В Венеции с колокольни Сан Джорджио Маджоре Гессе любуется морским горизонтом, панорамой города на воде, островами, лагуной этой вселенной неслыханных цветов, где «преобладает светло-голубой, который время от времени становится зеленоватым, никогда, однако, не приобретая глубины и ясности цвета морской лазури. Он больше напоминает оттенки цветного стекла или ограненного камня, например молочно-белого опала, цвет заметно приглушенный и тем не менее удивительно ясный, настолько, что кажется, будто он сам светится изнутри, переливаясь всеми цветами радуги…» Некоторые острова вдалеке кажутся ему загадочными, особенно южные в багровых тонах, «время от времени капельку посеребренные, будто после короткого ливня». И он прибавляет: «Мне необходимо открыть тайну…»
На следующий день, 4 мая, в тот же час он опять поднимается на колокольню. Освещение изменилось, появился лимонно-желтый, оттенки смешались. «Теперь здесь другая атмосфера, совсем другая красота, море — больше не море, свет отражается все слабее, песок темнеет, солнце подернуто легкой дымкой… Я все более и более убеждаюсь, что сам язык обладает созидательной силой. Я теперь знаю, что цвета Тициана, какими я их воспринял с первого взгляда в галерее Питти, на самом деле гораздо более глубоки и более трудны для восприятия… Будто выкрашенные золотом слова, белая и розовая Венеция, темноголубое море… — все это возможно лишь в искусстве, когда видимые и привычные вещи оказываются во власти созидающей красоты…»

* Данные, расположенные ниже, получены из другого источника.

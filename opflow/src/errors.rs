//! Error types for the opflow framework.
//!
//! Every failure raised while registering definitions, resolving invocations
//! or validating a pipeline is a dedicated error struct carrying a
//! [`ContractErrorInfo`] with a stable code, so callers can match on the code
//! rather than on message text.

use serde::{Deserialize, Serialize};
use std::collections::HashMap;
use thiserror::Error;

/// The main error type for opflow operations.
#[derive(Debug, Error)]
pub enum OpflowError {
    /// A pipeline validation error occurred.
    #[error("{0}")]
    Validation(#[from] PipelineValidationError),

    /// A definition was registered twice.
    #[error("{0}")]
    DuplicateDefinition(#[from] DuplicateDefinitionError),

    /// An invocation named a definition that was never registered.
    #[error("{0}")]
    UnknownDefinition(#[from] UnknownDefinitionError),

    /// Two invocations resolved to the same identity.
    #[error("{0}")]
    DuplicateIdentity(#[from] DuplicateIdentityError),

    /// A definition name or alias is not a valid name.
    #[error("{0}")]
    InvalidName(#[from] InvalidNameError),

    /// A cycle was detected in the pipeline.
    #[error("{0}")]
    CycleDetected(#[from] CycleDetectedError),

    /// Configuration could not be loaded.
    #[error("{0}")]
    Config(#[from] ConfigError),

    /// A generic internal error.
    #[error("Internal error: {0}")]
    Internal(String),
}

impl From<RegistryError> for OpflowError {
    fn from(err: RegistryError) -> Self {
        match err {
            RegistryError::DuplicateDefinition(e) => Self::DuplicateDefinition(e),
            RegistryError::InvalidName(e) => Self::InvalidName(e),
        }
    }
}

impl From<ResolutionError> for OpflowError {
    fn from(err: ResolutionError) -> Self {
        match err {
            ResolutionError::UnknownDefinition(e) => Self::UnknownDefinition(e),
            ResolutionError::DuplicateIdentity(e) => Self::DuplicateIdentity(e),
            ResolutionError::InvalidName(e) => Self::InvalidName(e),
        }
    }
}

impl OpflowError {
    /// Returns the contract diagnostics attached to this error, if any.
    #[must_use]
    pub fn error_info(&self) -> Option<ContractErrorInfo> {
        match self {
            Self::Validation(e) => e.error_info.clone(),
            Self::DuplicateDefinition(e) => Some(e.error_info()),
            Self::UnknownDefinition(e) => Some(e.error_info()),
            Self::DuplicateIdentity(e) => Some(e.error_info()),
            Self::InvalidName(e) => Some(e.error_info()),
            Self::CycleDetected(e) => Some(e.error_info.clone()),
            Self::Config(_) | Self::Internal(_) => None,
        }
    }
}

/// Metadata about a contract error for better diagnostics.
#[derive(Debug, Clone, PartialEq, Eq, Serialize, Deserialize, Default)]
pub struct ContractErrorInfo {
    /// Error code (e.g., "CONTRACT-004-CYCLE").
    pub code: String,
    /// Short summary of the error.
    pub summary: String,
    /// Hint for fixing the error.
    pub fix_hint: Option<String>,
    /// Additional context key-value pairs.
    #[serde(default)]
    pub context: HashMap<String, String>,
}

impl ContractErrorInfo {
    /// Creates a new contract error info.
    #[must_use]
    pub fn new(code: impl Into<String>, summary: impl Into<String>) -> Self {
        Self {
            code: code.into(),
            summary: summary.into(),
            fix_hint: None,
            context: HashMap::new(),
        }
    }

    /// Sets the fix hint.
    #[must_use]
    pub fn with_fix_hint(mut self, hint: impl Into<String>) -> Self {
        self.fix_hint = Some(hint.into());
        self
    }

    /// Sets the fix hint to the stock suggestion for this error's code, if
    /// there is one.
    #[must_use]
    pub fn with_suggested_fix(mut self) -> Self {
        if let Some(hint) = ContractSuggestions::get(&self.code) {
            self.fix_hint = Some(hint.to_string());
        }
        self
    }

    /// Adds a single context entry.
    #[must_use]
    pub fn with_context_entry(mut self, key: impl Into<String>, value: impl Into<String>) -> Self {
        self.context.insert(key.into(), value.into());
        self
    }

    /// Converts to a dictionary representation.
    #[must_use]
    pub fn to_dict(&self) -> HashMap<String, serde_json::Value> {
        let mut map = HashMap::new();
        map.insert("code".to_string(), serde_json::Value::String(self.code.clone()));
        map.insert("summary".to_string(), serde_json::Value::String(self.summary.clone()));

        if let Some(ref hint) = self.fix_hint {
            map.insert("fix_hint".to_string(), serde_json::Value::String(hint.clone()));
        }
        if !self.context.is_empty() {
            let context_map: serde_json::Map<String, serde_json::Value> = self
                .context
                .iter()
                .map(|(k, v)| (k.clone(), serde_json::Value::String(v.clone())))
                .collect();
            map.insert("context".to_string(), serde_json::Value::Object(context_map));
        }

        map
    }
}

/// Error raised when pipeline validation fails.
#[derive(Debug, Clone, Error)]
#[error("{message}")]
pub struct PipelineValidationError {
    /// The error message.
    pub message: String,
    /// The invocations involved in the error.
    pub invocations: Vec<String>,
    /// Optional contract error info.
    pub error_info: Option<ContractErrorInfo>,
}

impl PipelineValidationError {
    /// Creates a new pipeline validation error.
    #[must_use]
    pub fn new(message: impl Into<String>) -> Self {
        Self {
            message: message.into(),
            invocations: Vec::new(),
            error_info: None,
        }
    }

    /// Sets the invocations involved.
    #[must_use]
    pub fn with_invocations(mut self, invocations: Vec<String>) -> Self {
        self.invocations = invocations;
        self
    }

    /// Sets the contract error info.
    #[must_use]
    pub fn with_error_info(mut self, info: ContractErrorInfo) -> Self {
        self.error_info = Some(info);
        self
    }

    /// Converts to a dictionary representation.
    #[must_use]
    pub fn to_dict(&self) -> HashMap<String, serde_json::Value> {
        let mut map = HashMap::new();
        map.insert("message".to_string(), serde_json::Value::String(self.message.clone()));
        map.insert(
            "invocations".to_string(),
            serde_json::Value::Array(
                self.invocations
                    .iter()
                    .map(|s| serde_json::Value::String(s.clone()))
                    .collect(),
            ),
        );
        if let Some(ref info) = self.error_info {
            let info_map: serde_json::Map<String, serde_json::Value> =
                info.to_dict().into_iter().collect();
            map.insert("error_info".to_string(), serde_json::Value::Object(info_map));
        }
        map
    }
}

/// Error raised when a cycle is detected between invocations.
#[derive(Debug, Clone, Error)]
#[error("Cycle detected in pipeline: {}", cycle_path.join(" -> "))]
pub struct CycleDetectedError {
    /// The path of invocation identities forming the cycle.
    pub cycle_path: Vec<String>,
    /// Contract error info.
    pub error_info: ContractErrorInfo,
}

impl CycleDetectedError {
    /// Creates a new cycle detected error.
    #[must_use]
    pub fn new(cycle_path: Vec<String>) -> Self {
        let info = ContractErrorInfo::new(
            "CONTRACT-004-CYCLE",
            format!("Pipeline contains a dependency cycle: {}", cycle_path.join(" -> ")),
        )
        .with_suggested_fix();

        Self {
            cycle_path,
            error_info: info,
        }
    }
}

/// Error raised when a definition name is registered twice.
#[derive(Debug, Clone, PartialEq, Eq, Error)]
#[error("Duplicate definition: an op named '{name}' is already registered")]
pub struct DuplicateDefinitionError {
    /// The conflicting definition name.
    pub name: String,
}

impl DuplicateDefinitionError {
    /// Creates a new duplicate definition error.
    #[must_use]
    pub fn new(name: impl Into<String>) -> Self {
        Self { name: name.into() }
    }

    /// Returns the contract diagnostics for this error.
    #[must_use]
    pub fn error_info(&self) -> ContractErrorInfo {
        ContractErrorInfo::new(
            "CONTRACT-101-DUPLICATE_DEFINITION",
            format!("Definition '{}' registered more than once", self.name),
        )
        .with_fix_hint("Give each op definition a unique name.")
        .with_context_entry("definition", &self.name)
    }
}

/// Error raised when an invocation references an unregistered definition.
#[derive(Debug, Clone, PartialEq, Eq, Error)]
#[error("Unknown definition: no op named '{name}' is registered")]
pub struct UnknownDefinitionError {
    /// The definition name that could not be found.
    pub name: String,
}

impl UnknownDefinitionError {
    /// Creates a new unknown definition error.
    #[must_use]
    pub fn new(name: impl Into<String>) -> Self {
        Self { name: name.into() }
    }

    /// Returns the contract diagnostics for this error.
    #[must_use]
    pub fn error_info(&self) -> ContractErrorInfo {
        ContractErrorInfo::new(
            "CONTRACT-102-UNKNOWN_DEFINITION",
            format!("Definition '{}' not found", self.name),
        )
        .with_fix_hint("Register the op definition before invoking it.")
        .with_context_entry("definition", &self.name)
    }
}

/// Error raised when two invocations resolve to the same identity.
#[derive(Debug, Clone, PartialEq, Eq, Error)]
#[error("Duplicate identity: invocation '{identity}' is declared more than once (definition '{definition}')")]
pub struct DuplicateIdentityError {
    /// The identity shared by both invocations.
    pub identity: String,
    /// The definition named by the rejected invocation.
    pub definition: String,
}

impl DuplicateIdentityError {
    /// Creates a new duplicate identity error.
    #[must_use]
    pub fn new(identity: impl Into<String>, definition: impl Into<String>) -> Self {
        Self {
            identity: identity.into(),
            definition: definition.into(),
        }
    }

    /// Returns the contract diagnostics for this error.
    #[must_use]
    pub fn error_info(&self) -> ContractErrorInfo {
        ContractErrorInfo::new(
            "CONTRACT-103-DUPLICATE_IDENTITY",
            format!("Invocation identity '{}' is not unique", self.identity),
        )
        .with_fix_hint("Give each invocation of the same op a distinct alias.")
        .with_context_entry("identity", &self.identity)
        .with_context_entry("definition", &self.definition)
    }
}

/// Error raised when a definition name or alias is not a valid name.
#[derive(Debug, Clone, PartialEq, Eq, Error)]
#[error("Invalid name '{name}': {reason}")]
pub struct InvalidNameError {
    /// The rejected name.
    pub name: String,
    /// Why it was rejected.
    pub reason: String,
}

impl InvalidNameError {
    /// Creates a new invalid name error.
    #[must_use]
    pub fn new(name: impl Into<String>, reason: impl Into<String>) -> Self {
        Self {
            name: name.into(),
            reason: reason.into(),
        }
    }

    /// Returns the contract diagnostics for this error.
    #[must_use]
    pub fn error_info(&self) -> ContractErrorInfo {
        ContractErrorInfo::new(
            "CONTRACT-104-INVALID_NAME",
            format!("'{}' is not a valid name", self.name),
        )
        .with_fix_hint("Use only letters, digits and underscores, and avoid reserved words.")
        .with_context_entry("reason", &self.reason)
    }
}

/// Errors returned by [`crate::definitions::DefinitionRegistry::register`].
#[derive(Debug, Clone, PartialEq, Eq, Error)]
pub enum RegistryError {
    /// The name is already taken.
    #[error("{0}")]
    DuplicateDefinition(#[from] DuplicateDefinitionError),

    /// The name is not a valid name.
    #[error("{0}")]
    InvalidName(#[from] InvalidNameError),
}

/// Errors returned while resolving invocation specs.
#[derive(Debug, Clone, PartialEq, Eq, Error)]
pub enum ResolutionError {
    /// A spec named a definition that is not registered.
    #[error("{0}")]
    UnknownDefinition(#[from] UnknownDefinitionError),

    /// Two specs resolved to the same identity.
    #[error("{0}")]
    DuplicateIdentity(#[from] DuplicateIdentityError),

    /// An alias is not a valid name.
    #[error("{0}")]
    InvalidName(#[from] InvalidNameError),
}

impl ResolutionError {
    /// Returns the contract diagnostics for this error.
    #[must_use]
    pub fn error_info(&self) -> ContractErrorInfo {
        match self {
            Self::UnknownDefinition(e) => e.error_info(),
            Self::DuplicateIdentity(e) => e.error_info(),
            Self::InvalidName(e) => e.error_info(),
        }
    }
}

/// Errors raised while loading configuration.
#[derive(Debug, Error)]
pub enum ConfigError {
    /// The configuration file could not be read.
    #[error("Failed to read config file '{path}': {source}")]
    Read {
        /// The path that was read.
        path: String,
        /// The underlying IO error.
        #[source]
        source: std::io::Error,
    },

    /// The configuration document is not valid JSON for the expected shape.
    #[error("Failed to parse config: {0}")]
    Parse(#[from] serde_json::Error),

    /// A value is out of range.
    #[error("Invalid config value for '{field}': {reason}")]
    Invalid {
        /// The offending field.
        field: String,
        /// Why the value was rejected.
        reason: String,
    },
}

/// Provides default suggestions for common contract error codes.
pub struct ContractSuggestions;

impl ContractSuggestions {
    /// Gets a suggestion for a given error code.
    #[must_use]
    pub fn get(code: &str) -> Option<&'static str> {
        match code {
            "CONTRACT-004-CYCLE" => Some(
                "Check your invocation dependencies for circular references. \
                 Use a linear chain or fan-out pattern instead.",
            ),
            "CONTRACT-004-MISSING_DEP" => Some(
                "Ensure all dependencies reference invocation identities (aliases) \
                 that exist in the pipeline.",
            ),
            "CONTRACT-004-EMPTY" => Some("Invoke at least one op before building the pipeline."),
            "CONTRACT-101-DUPLICATE_DEFINITION" => Some(
                "Each op definition must have a unique name within a pipeline.",
            ),
            "CONTRACT-102-UNKNOWN_DEFINITION" => Some(
                "Register the op definition with the pipeline before invoking it. \
                 Check for typos in the definition name.",
            ),
            "CONTRACT-103-DUPLICATE_IDENTITY" => Some(
                "An op invoked more than once needs a distinct alias per invocation.",
            ),
            "CONTRACT-104-INVALID_NAME" => Some(
                "Names must match [A-Za-z0-9_]+ and must not be a reserved word.",
            ),
            _ => None,
        }
    }
}
//! Event sink trait and implementations.

use async_trait::async_trait;
use parking_lot::RwLock;
use tracing::{debug, info, trace, Level};

/// Trait for sinks receiving run and invocation lifecycle events.
#[async_trait]
pub trait EventSink: Send + Sync {
    /// Emits an event asynchronously.
    ///
    /// # Arguments
    ///
    /// * `event_type` - The type of event (e.g., "op.started")
    /// * `data` - Optional event data
    async fn emit(&self, event_type: &str, data: Option<serde_json::Value>);

    /// Emits an event without blocking.
    ///
    /// Implementations must not panic; delivery problems are logged and
    /// dropped.
    fn try_emit(&self, event_type: &str, data: Option<serde_json::Value>);
}

/// A sink that discards all events.
#[derive(Debug, Clone, Copy, Default)]
pub struct NoOpEventSink;

#[async_trait]
impl EventSink for NoOpEventSink {
    async fn emit(&self, _event_type: &str, _data: Option<serde_json::Value>) {}

    fn try_emit(&self, _event_type: &str, _data: Option<serde_json::Value>) {}
}

/// A sink that forwards events to `tracing`.
#[derive(Debug, Clone)]
pub struct LoggingEventSink {
    level: Level,
}

impl Default for LoggingEventSink {
    fn default() -> Self {
        Self { level: Level::INFO }
    }
}

impl LoggingEventSink {
    /// Creates a logging sink that logs at `level`.
    #[must_use]
    pub fn new(level: Level) -> Self {
        Self { level }
    }

    /// Creates a debug-level logging sink.
    #[must_use]
    pub fn debug() -> Self {
        Self::new(Level::DEBUG)
    }

    fn log_event(&self, event_type: &str, data: Option<&serde_json::Value>) {
        if self.level == Level::TRACE {
            trace!(event_type = %event_type, event_data = ?data, "Event: {}", event_type);
        } else if self.level == Level::DEBUG {
            debug!(event_type = %event_type, event_data = ?data, "Event: {}", event_type);
        } else {
            info!(event_type = %event_type, event_data = ?data, "Event: {}", event_type);
        }
    }
}

#[async_trait]
impl EventSink for LoggingEventSink {
    async fn emit(&self, event_type: &str, data: Option<serde_json::Value>) {
        self.log_event(event_type, data.as_ref());
    }

    fn try_emit(&self, event_type: &str, data: Option<serde_json::Value>) {
        self.log_event(event_type, data.as_ref());
    }
}

/// A sink that keeps every event in memory, for tests and inspection.
#[derive(Debug, Default)]
pub struct CollectingEventSink {
    events: RwLock<Vec<(String, Option<serde_json::Value>)>>,
}

impl CollectingEventSink {
    /// Creates a new collecting sink.
    #[must_use]
    pub fn new() -> Self {
        Self::default()
    }

    /// Returns all collected events.
    #[must_use]
    pub fn events(&self) -> Vec<(String, Option<serde_json::Value>)> {
        self.events.read().clone()
    }

    /// Returns the collected event types, in emission order.
    #[must_use]
    pub fn event_types(&self) -> Vec<String> {
        self.events.read().iter().map(|(t, _)| t.clone()).collect()
    }

    /// Returns the number of collected events.
    #[must_use]
    pub fn len(&self) -> usize {
        self.events.read().len()
    }

    /// Returns true if no events have been collected.
    #[must_use]
    pub fn is_empty(&self) -> bool {
        self.events.read().is_empty()
    }

    /// Returns events whose type starts with `type_prefix`.
    #[must_use]
    pub fn events_of_type(&self, type_prefix: &str) -> Vec<(String, Option<serde_json::Value>)> {
        self.events
            .read()
            .iter()
            .filter(|(t, _)| t.starts_with(type_prefix))
            .cloned()
            .collect()
    }
}

#[async_trait]
impl EventSink for CollectingEventSink {
    async fn emit(&self, event_type: &str, data: Option<serde_json::Value>) {
        self.try_emit(event_type, data);
    }

    fn try_emit(&self, event_type: &str, data: Option<serde_json::Value>) {
        self.events.write().push((event_type.to_string(), data));
    }
}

Он приезжает в Мурано, чтобы посмотреть, как работают венецианские стеклодувы, создающие хрупкие и изысканные формы, и 8 мая, вернувшись в Венецию из Лидо, ощущает разочарование, будто буря сменила феерию в его душе: «Я ошибался! Все цвета исчезли, голубой обесцветился до бледности, но прибой принес утонченную игру оттенков и бликов перламутра, сиявших на гребне каждой волны. И тут я понял, откуда Тинторетто и великий Паоло Веронезе извлекли загадочную и мягкую палитру света и тени».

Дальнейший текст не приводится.